■ **EXERCISE OBJECTIVE**:
Copies of all lines that contain "TodoStatus" are needed; take them from the data below.

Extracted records
++++++

//! Use-case errors
//!
//! Every service operation fails with a [`ServiceError`]. The CLI maps the
//! variants onto exit codes and HTTP-style status numbers for JSON output.

use thiserror::Error;

use crate::domain::{GraphError, TodoError, TodoId, TodoStatus, Transition, WorkState};
use crate::storage::StorageError;

fn join_ids(ids: &[TodoId]) -> String {
    ids.iter()
        .map(TodoId::as_str)
        .collect::<Vec<_>>()
        .join(", ")
}

#[derive(Debug, Error)]
pub enum ServiceError {
    #[error("{entity} not found: {id}")]
    NotFound { entity: &'static str, id: String },

    #[error("Todo {0} cannot depend on itself")]
    SelfDependency(TodoId),

    #[error("{todo_id} already depends on {dependency_id}")]
    DependencyExists { todo_id: TodoId, dependency_id: TodoId },

    #[error("{todo_id} does not depend on {dependency_id}")]
    DependencyNotFound { todo_id: TodoId, dependency_id: TodoId },

    #[error("Adding {dependency_id} as a dependency of {todo_id} would create a cycle")]
    DependencyCycle { todo_id: TodoId, dependency_id: TodoId },

    #[error("Cannot {transition} todo {id}: status is {status}, work state is {work_state}")]
    InvalidStateTransition {
        id: TodoId,
        transition: Transition,
        status: TodoStatus,
        work_state: WorkState,
    },

    #[error("Todo {0} is already completed")]
    AlreadyCompleted(TodoId),

    #[error("Todo {0} is not completed")]
    NotCompleted(TodoId),

    #[error("Todo {id} has incomplete dependencies: {}", join_ids(.pending))]
    IncompleteDependencies { id: TodoId, pending: Vec<TodoId> },

    #[error("{entity} '{name}' already exists")]
    AlreadyExists { entity: &'static str, name: String },

    #[error("{0}")]
    Validation(String),

    #[error(transparent)]
    Storage(#[from] StorageError),
}

impl ServiceError {
    pub fn todo_not_found(id: &TodoId) -> Self {
        Self::NotFound {
            entity: "Todo",
            id: id.to_string(),
        }
    }

    /// Stable machine-readable name of the variant
    pub fn kind(&self) -> &'static str {
        match self {
            Self::NotFound { .. } => "not_found",
            Self::SelfDependency(_) => "self_dependency",
            Self::DependencyExists { .. } => "dependency_exists",
            Self::DependencyNotFound { .. } => "dependency_not_found",
            Self::DependencyCycle { .. } => "dependency_cycle",
            Self::InvalidStateTransition { .. } => "invalid_state_transition",
            Self::AlreadyCompleted(_) => "already_completed",
            Self::NotCompleted(_) => "not_completed",
            Self::IncompleteDependencies { .. } => "incomplete_dependencies",
            Self::AlreadyExists { .. } => "already_exists",
            Self::Validation(_) => "validation",
            Self::Storage(_) => "storage",
        }
    }

    /// HTTP-style status for the error
    pub fn http_status(&self) -> u16 {
        match self {
            Self::NotFound { .. } | Self::DependencyNotFound { .. } => 404,
            Self::SelfDependency(_)
            | Self::InvalidStateTransition { .. }
            | Self::AlreadyCompleted(_)
            | Self::NotCompleted(_)
            | Self::Validation(_) => 400,
            Self::DependencyExists { .. }
            | Self::DependencyCycle { .. }
            | Self::IncompleteDependencies { .. }
            | Self::AlreadyExists { .. } => 409,
            Self::Storage(_) => 500,
        }
    }

    /// Process exit code for the error
    pub fn exit_code(&self) -> u8 {
        match self.http_status() {
            400 => 2,
            404 => 3,
            409 => 4,
            _ => 1,
        }
    }
}

impl From<TodoError> for ServiceError {
    fn from(err: TodoError) -> Self {
        match err {
            TodoError::InvalidStateTransition {
                id,
                transition,
                status,
                work_state,
            } => Self::InvalidStateTransition {
                id,
                transition,
                status,
                work_state,
            },
            TodoError::SelfDependency(id) => Self::SelfDependency(id),
            TodoError::EmptyTitle => Self::Validation(err.to_string()),
        }
    }
}

impl From<GraphError> for ServiceError {
    fn from(err: GraphError) -> Self {
        match err {
            GraphError::CycleDetected(todo_id, dependency_id) => Self::DependencyCycle {
                todo_id,
                dependency_id,
            },
            GraphError::TodoNotFound(id) => Self::todo_not_found(&id),
            GraphError::SelfDependency(id) => Self::SelfDependency(id),
            GraphError::CycleThrough(_) => {
                Self::Storage(StorageError::InvalidData(err.to_string()))
            }
        }
    }
}

pub type ServiceResult<T> = Result<T, ServiceError>;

++++++

■ **COMPLETED EXERCISE**:
use crate::domain::{GraphError, TodoError, TodoId, TodoStatus, Transition, WorkState};
        status: TodoStatus,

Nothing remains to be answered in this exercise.